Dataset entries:
-- Opening Marker --

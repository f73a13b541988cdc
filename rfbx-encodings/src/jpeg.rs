//! JPEG encoding - rectangle payloads that are standalone JPEG images.
//!
//! There is no length prefix: the decoder walks the JPEG segment structure
//! to find where the image ends. Markers `0xD0..=0xD9` and `0x01` are
//! standalone two-byte markers; every other marker carries a 16-bit
//! big-endian length covering the length field itself. After a
//! Start-of-Scan header the entropy-coded data runs until the next marker
//! that is neither a stuffed zero (`0xFF 0x00`) nor a restart
//! (`0xFF 0xD0..=0xD7`); the scan never rewinds into the header on a
//! mismatch.
//!
//! Servers routinely omit the Huffman (`0xC4`) and quantization (`0xDB`)
//! tables on frames after the first. The decoder caches the last non-empty
//! table segments and splices them back in immediately after the SOF
//! marker whenever a later frame omits them, so the renderer always
//! receives a self-contained blob.

use crate::{Decoder, JPEG};
use anyhow::{bail, Context, Result};
use rfbx_protocol::{RecvStream, UpdateRect};
use rfbx_render::{ImageFormat, Renderer};

const MARKER_SOI: u8 = 0xD8;
const MARKER_EOI: u8 = 0xD9;
const MARKER_SOF0: u8 = 0xC0;
const MARKER_SOF2: u8 = 0xC2;
const MARKER_DHT: u8 = 0xC4;
const MARKER_DQT: u8 = 0xDB;
const MARKER_SOS: u8 = 0xDA;

/// Decoder for JPEG encoding (type 21).
///
/// Carries the table cache across rectangles for the connection lifetime.
pub struct JpegDecoder {
    cached_huffman: Vec<u8>,
    cached_quant: Vec<u8>,
}

impl Default for JpegDecoder {
    fn default() -> Self {
        Self::new()
    }
}

impl JpegDecoder {
    pub fn new() -> Self {
        Self {
            cached_huffman: Vec::new(),
            cached_quant: Vec::new(),
        }
    }
}

impl Decoder for JpegDecoder {
    fn encoding(&self) -> i32 {
        JPEG
    }

    async fn decode_rect<R: Renderer>(
        &mut self,
        rect: &UpdateRect,
        stream: &mut RecvStream,
        renderer: &mut R,
        _depth: u8,
    ) -> Result<()> {
        let soi = stream.read_bytes(2).await.context("JPEG: missing SOI")?;
        if soi != [0xFF, MARKER_SOI] {
            bail!("JPEG: payload does not start with SOI (got {soi:02X?})");
        }

        let mut out = soi;
        let mut sof_end: Option<usize> = None;
        let mut frame_huffman: Vec<u8> = Vec::new();
        let mut frame_quant: Vec<u8> = Vec::new();

        loop {
            let ff = stream.read_u8().await?;
            if ff != 0xFF {
                bail!("JPEG: expected marker, got {ff:#04x}");
            }
            let mut ty = stream.read_u8().await?;
            // 0xFF fill bytes before a marker are legal padding.
            while ty == 0xFF {
                ty = stream.read_u8().await?;
            }

            // Standalone markers carry no length.
            if ty == 0x01 || (0xD0..=0xD9).contains(&ty) {
                out.extend_from_slice(&[0xFF, ty]);
                if ty == MARKER_EOI {
                    break;
                }
                continue;
            }

            let length = stream.read_u16().await?;
            if length < 2 {
                bail!("JPEG: segment {ty:#04x} with impossible length {length}");
            }
            let body = stream
                .read_bytes(length as usize - 2)
                .await
                .with_context(|| format!("JPEG: truncated segment {ty:#04x}"))?;

            let seg_start = out.len();
            out.extend_from_slice(&[0xFF, ty]);
            out.extend_from_slice(&length.to_be_bytes());
            out.extend_from_slice(&body);

            match ty {
                MARKER_DHT => frame_huffman.extend_from_slice(&out[seg_start..]),
                MARKER_DQT => frame_quant.extend_from_slice(&out[seg_start..]),
                MARKER_SOF0 | MARKER_SOF2 => sof_end = Some(out.len()),
                MARKER_SOS => {
                    // The length covered only the scan header; entropy-coded
                    // data follows until the next real marker.
                    loop {
                        let pair = stream.peek_bytes(2).await?;
                        if pair[0] == 0xFF
                            && pair[1] != 0x00
                            && !(0xD0..=0xD7).contains(&pair[1])
                        {
                            break;
                        }
                        if pair[0] == 0xFF {
                            // Stuffed zero or restart marker: both bytes
                            // belong to the scan.
                            out.extend_from_slice(&stream.read_bytes(2).await?);
                        } else {
                            out.push(stream.read_u8().await?);
                        }
                    }
                }
                _ => {}
            }
        }

        let sof_end = sof_end.ok_or_else(|| anyhow::anyhow!("JPEG: frame has no SOF segment"))?;

        // Update the cache from this frame, or splice the cache into a
        // frame that omitted its tables.
        let mut inject: Vec<u8> = Vec::new();
        if frame_huffman.is_empty() {
            inject.extend_from_slice(&self.cached_huffman);
        } else {
            self.cached_huffman = frame_huffman;
        }
        if frame_quant.is_empty() {
            inject.extend_from_slice(&self.cached_quant);
        } else {
            self.cached_quant = frame_quant;
        }
        if !inject.is_empty() {
            out.splice(sof_end..sof_end, inject);
        }

        renderer.image_rect(rect.x, rect.y, rect.width, rect.height, ImageFormat::Jpeg, &out)
    }
}
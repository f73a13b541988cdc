//! Client configuration.

use crate::errors::ClientError;
use serde::{Deserialize, Serialize};

/// Credentials used during the security handshake. Any field left `None`
/// is requested from the embedder via `Event::CredentialsRequired` when a
/// handshake needs it.
#[derive(Debug, Clone, Default, PartialEq, Eq, Serialize, Deserialize)]
pub struct Credentials {
    pub username: Option<String>,
    pub password: Option<String>,
    /// XVP target machine name.
    pub target: Option<String>,
}

/// Connection configuration.
#[derive(Debug, Clone, PartialEq, Eq, Serialize, Deserialize)]
#[serde(default)]
pub struct Config {
    /// Credentials for authenticating security types.
    pub credentials: Credentials,

    /// Request a shared session (other clients stay connected).
    pub shared: bool,

    /// UltraVNC repeater ID, sent when the server announces version
    /// `000.000`.
    pub repeater_id: String,

    /// JPEG quality level pseudo-encoding, 0-9.
    pub quality_level: u8,

    /// Compression level pseudo-encoding, 0-9.
    pub compression_level: u8,

    /// Suppress all input (pointer/key/clipboard) messages.
    pub view_only: bool,

    /// Request a dot cursor when the server hides the local one.
    pub show_dot_cursor: bool,

    /// Local viewport dimensions; when set, `Event::ClippingViewport`
    /// fires whenever the remote framebuffer crosses this size.
    pub viewport: Option<(u16, u16)>,
}

impl Default for Config {
    fn default() -> Self {
        Self {
            credentials: Credentials::default(),
            shared: true,
            repeater_id: String::new(),
            quality_level: 6,
            compression_level: 2,
            view_only: false,
            show_dot_cursor: false,
            viewport: None,
        }
    }
}

impl Config {
    pub fn builder() -> ConfigBuilder {
        ConfigBuilder::default()
    }

    pub fn validate(&self) -> Result<(), ClientError> {
        if self.quality_level > 9 {
            return Err(ClientError::UnsupportedFeature(format!(
                "quality level {} out of range 0-9",
                self.quality_level
            )));
        }
        if self.compression_level > 9 {
            return Err(ClientError::UnsupportedFeature(format!(
                "compression level {} out of range 0-9",
                self.compression_level
            )));
        }
        Ok(())
    }
}

/// Builder for [`Config`].
#[derive(Debug, Default, Clone)]
pub struct ConfigBuilder {
    config: Config,
}

impl ConfigBuilder {
    pub fn username(mut self, username: impl Into<String>) -> Self {
        self.config.credentials.username = Some(username.into());
        self
    }

    pub fn password(mut self, password: impl Into<String>) -> Self {
        self.config.credentials.password = Some(password.into());
        self
    }

    pub fn target(mut self, target: impl Into<String>) -> Self {
        self.config.credentials.target = Some(target.into());
        self
    }

    pub fn shared(mut self, shared: bool) -> Self {
        self.config.shared = shared;
        self
    }

    pub fn repeater_id(mut self, id: impl Into<String>) -> Self {
        self.config.repeater_id = id.into();
        self
    }

    pub fn quality_level(mut self, level: u8) -> Self {
        self.config.quality_level = level;
        self
    }

    pub fn compression_level(mut self, level: u8) -> Self {
        self.config.compression_level = level;
        self
    }

    pub fn view_only(mut self, view_only: bool) -> Self {
        self.config.view_only = view_only;
        self
    }

    pub fn show_dot_cursor(mut self, show: bool) -> Self {
        self.config.show_dot_cursor = show;
        self
    }

    pub fn viewport(mut self, width: u16, height: u16) -> Self {
        self.config.viewport = Some((width, height));
        self
    }

    pub fn build(self) -> Result<Config, ClientError> {
        self.config.validate()?;
        Ok(self.config)
    }
}

#[cfg(test)]
mod tests {
    use super::*;

    #[test]
    fn test_defaults() {
        let c = Config::default();
        assert!(c.shared);
        assert_eq!(c.quality_level, 6);
        assert_eq!(c.compression_level, 2);
        assert!(!c.view_only);
        assert!(c.validate().is_ok());
    }

    #[test]
    fn test_builder() {
        let c = Config::builder()
            .username("operator")
            .password("hunter2")
            .quality_level(9)
            .viewport(1280, 720)
            .build()
            .unwrap();
        assert_eq!(c.credentials.username.as_deref(), Some("operator"));
        assert_eq!(c.viewport, Some((1280, 720)));
    }

    #[test]
    fn test_out_of_range_rejected() {
        assert!(Config::builder().quality_level(10).build().is_err());
        assert!(Config::builder().compression_level(11).build().is_err());
    }
}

-- Closing Marker --

→ **Work item**
Here the job is to transcribe the lines from the first line of the data through the line containing "the last non-empty", inclusive, exactly and with nothing else.

→ **Written response**
repository f73a13b541988cdc
filename rfbx-encodings/src/jpeg.rs
//! JPEG encoding - rectangle payloads that are standalone JPEG images.
//!
//! There is no length prefix: the decoder walks the JPEG segment structure
//! to find where the image ends. Markers `0xD0..=0xD9` and `0x01` are
//! standalone two-byte markers; every other marker carries a 16-bit
//! big-endian length covering the length field itself. After a
//! Start-of-Scan header the entropy-coded data runs until the next marker
//! that is neither a stuffed zero (`0xFF 0x00`) nor a restart
//! (`0xFF 0xD0..=0xD7`); the scan never rewinds into the header on a
//! mismatch.
//!
//! Servers routinely omit the Huffman (`0xC4`) and quantization (`0xDB`)
//! tables on frames after the first. The decoder caches the last non-empty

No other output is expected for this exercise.